Analyzing the World Cup Sweet 16

OK, so I've got a serious case of World Cup Fever--or I'm being brainwashed by the global civil religion of the World Cup (see my previous post here). I just can't help but watch as much of every game as possible.

For those who haven't been glued to the news, the first stage of the World Cup tournament is over, and now starts the Round of 16, which is a single-elimination tournament. If you like making predictions similar to those made during the NCAA men's basketball tourney, I put together a single page bracket in this document. Feel free to print this out and follow the tourney the next few weeks.

Apart from the sheer fun of guessing which team will win, I couldn't help but offer a quick analysis of the tournament so far. I think the results so far demonstrate that globalization is allowing non-traditional soccer powers to compete more effectively with the powers. While traditional powerhouses like France and Italy were ousted, some definitely non-traditional "minnows" were able to beat them. Among the non-elite teams that made it in, there are Uruguay, South Korea, Ghana, Slovakia, Chile, Paraguay, and Japan--and they make up nearly half the field. If we include the U.S.A. as a non-power, then that's exactly half the field.

Of course, that still leaves Argentina, Brazil, England, Germany, Mexico, the Netherlands, Portugal, and Spain--all of whom have made runs deep into the tournament or won it. The safe money is on one of these teams winning.
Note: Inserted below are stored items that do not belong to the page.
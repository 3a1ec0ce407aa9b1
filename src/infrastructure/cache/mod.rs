//! Caching implementations

pub mod persistent_cache;

pub use persistent_cache::{CACHE_TABLE, CacheEntry, CacheSettings, CacheStats, PersistentCache};
//! HTTP controllers

pub mod cache;
pub mod detections;
pub mod health;
pub mod tenant;

pub use detections::AppState;
//! Traits for posture detectors

use async_trait::async_trait;

use crate::application::errors::ApplicationError;
use crate::domain::{Category, Finding};

/// An independent, pluggable posture check. Returning an empty vec is a
/// successful "nothing wrong here"; `Err` is reserved for unrecoverable
/// detector failure and is isolated by the orchestrator.
///
/// Finding ids must be stable across runs so aggregated records upsert
/// instead of duplicating.
#[async_trait]
pub trait Detector: Send + Sync {
    /// Category stamped onto every record this detector produces
    fn category(&self) -> Category;

    /// Inspect tenant state and report zero or more findings
    async fn detect(&self) -> Result<Vec<Finding>, ApplicationError>;
}
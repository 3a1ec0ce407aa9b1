//! Postura - a tenant configuration posture analysis API
//!
//! This crate polls a remote directory/identity API through a retrying HTTP
//! client, keeps tenant state in a durable stale-while-revalidate cache, and
//! fans out independent detector checks whose findings are aggregated,
//! persisted, and served over a small HTTP read API.

pub mod application;
pub mod config;
pub mod domain;
pub mod infrastructure;
pub mod logging;
pub mod presentation;

pub use config::Config;
pub use logging::init_tracing;
//! Detector for enabled accounts that have gone quiet

use async_trait::async_trait;
use chrono::{Duration, Utc};
use std::sync::Arc;

use super::traits::Detector;
use crate::application::errors::ApplicationError;
use crate::domain::{AffectedResource, Category, Finding, FindingId, Severity};
use crate::infrastructure::tenant::TenantDataService;

/// Flags enabled accounts whose last sign-in is older than the configured
/// threshold, or that have never signed in at all.
pub struct StaleAccountsDetector {
    data: Arc<TenantDataService>,
    threshold_days: i64,
}

impl StaleAccountsDetector {
    pub fn new(data: Arc<TenantDataService>, threshold_days: i64) -> Self {
        Self {
            data,
            threshold_days,
        }
    }
}

#[async_trait]
impl Detector for StaleAccountsDetector {
    fn category(&self) -> Category {
        Category::new("stale_accounts").expect("valid category")
    }

    async fn detect(&self) -> Result<Vec<Finding>, ApplicationError> {
        let users = self.data.users().await?;
        let cutoff = Utc::now() - Duration::days(self.threshold_days);

        let stale: Vec<AffectedResource> = users
            .iter()
            .filter(|user| user.account_enabled)
            .filter(|user| user.last_sign_in_at.is_none_or(|at| at < cutoff))
            .map(|user| {
                let resource = AffectedResource::new(&user.id, &user.user_principal_name);
                match user.last_sign_in_at {
                    Some(at) => resource.with_details(format!("Last sign-in {}", at.format("%Y-%m-%d"))),
                    None => resource.with_details("Never signed in"),
                }
            })
            .collect();

        if stale.is_empty() {
            return Ok(vec![]);
        }

        let finding = Finding::new(
            FindingId::new("stale_accounts:enabled")?,
            "stale_account",
            Severity::Medium,
            format!("{} enabled accounts without recent sign-in", stale.len()),
            format!(
                "Enabled accounts with no sign-in activity in the last {} days \
                 widen the attack surface without serving anyone.",
                self.threshold_days
            ),
            stale,
            "Review the listed accounts and disable or remove the unused ones",
            false,
        )?;

        Ok(vec![finding])
    }
}
//! Tenant state data access

pub mod data_service;
pub mod models;

pub use data_service::{
    TYPE_DIRECTORY_ROLES, TYPE_LICENSES, TYPE_ORGANIZATION, TYPE_USERS, TenantDataService,
};
pub use models::{DirectoryRole, DirectoryUser, LicenseSku, OrganizationProfile, RoleMember};

#[cfg(test)]
pub(crate) mod test_support;
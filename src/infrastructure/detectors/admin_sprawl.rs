//! Detector for oversized privileged role memberships

use async_trait::async_trait;
use std::sync::Arc;

use super::traits::Detector;
use crate::application::errors::ApplicationError;
use crate::domain::{AffectedResource, Category, Finding, FindingId, Severity};
use crate::infrastructure::tenant::TenantDataService;

/// Flags privileged roles whose membership exceeds the configured ceiling.
pub struct AdminSprawlDetector {
    data: Arc<TenantDataService>,
    member_ceiling: usize,
}

impl AdminSprawlDetector {
    pub fn new(data: Arc<TenantDataService>, member_ceiling: usize) -> Self {
        Self {
            data,
            member_ceiling,
        }
    }
}

#[async_trait]
impl Detector for AdminSprawlDetector {
    fn category(&self) -> Category {
        Category::new("admin_sprawl").expect("valid category")
    }

    async fn detect(&self) -> Result<Vec<Finding>, ApplicationError> {
        let roles = self.data.directory_roles().await?;

        let mut findings = Vec::new();
        for role in roles.iter().filter(|role| role.is_privileged) {
            if role.members.len() <= self.member_ceiling {
                continue;
            }

            let members: Vec<AffectedResource> = role
                .members
                .iter()
                .map(|member| AffectedResource::new(&member.id, &member.display_name))
                .collect();

            findings.push(Finding::new(
                FindingId::new(format!("admin_sprawl:{}", role.id))?,
                "admin_sprawl",
                Severity::High,
                format!(
                    "{} has {} members (ceiling {})",
                    role.display_name,
                    role.members.len(),
                    self.member_ceiling
                ),
                format!(
                    "The privileged role {} is assigned to {} accounts. Every extra \
                     holder is an extra credential that can compromise the tenant.",
                    role.display_name,
                    role.members.len()
                ),
                members,
                "Remove members that do not need standing privileged access",
                false,
            )?);
        }

        Ok(findings)
    }
}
So far the big surprises have been the smaller South American sides and the two Asian teams, Japan and South Korea. They, along with the US, have benefited from the leveling effect of globalization. Competing with the top teams in the world, sending national team players to the top European leagues, hiring the best coaches in the world, building up national club systems, learning from the global leaders--all of these things have helped non-traditional soccer nations succeed through emulation.

The other major upsets during this tournament thus far--Uruguay holding France scoreless, Switzerland beating Spain, Serbia beating Germany, Slovakia beating Italy, or Algeria holding England scoreless--also suggest that traditionally weak teams have learned how to compete.

Despite all this leveling-through-globalization, however, I expect one of four teams to win: Spain, which has never reached the final game; the Netherlands, which made two finals but was runner-up both times; Brazil, which has won five times; or Argentina, which has won twice.

Still, my heart (if not my head) is with the USA. I would absolutely love to see the US national team make a run to the semifinals or finals. They'll have to beat Brazil or the Netherlands to get there, and then they will have proven that they have gone from being a soccer nobody to a soccer power. And then we can thank globalization for that, even if they don't win. But first they need to beat Ghana. Go Yanks!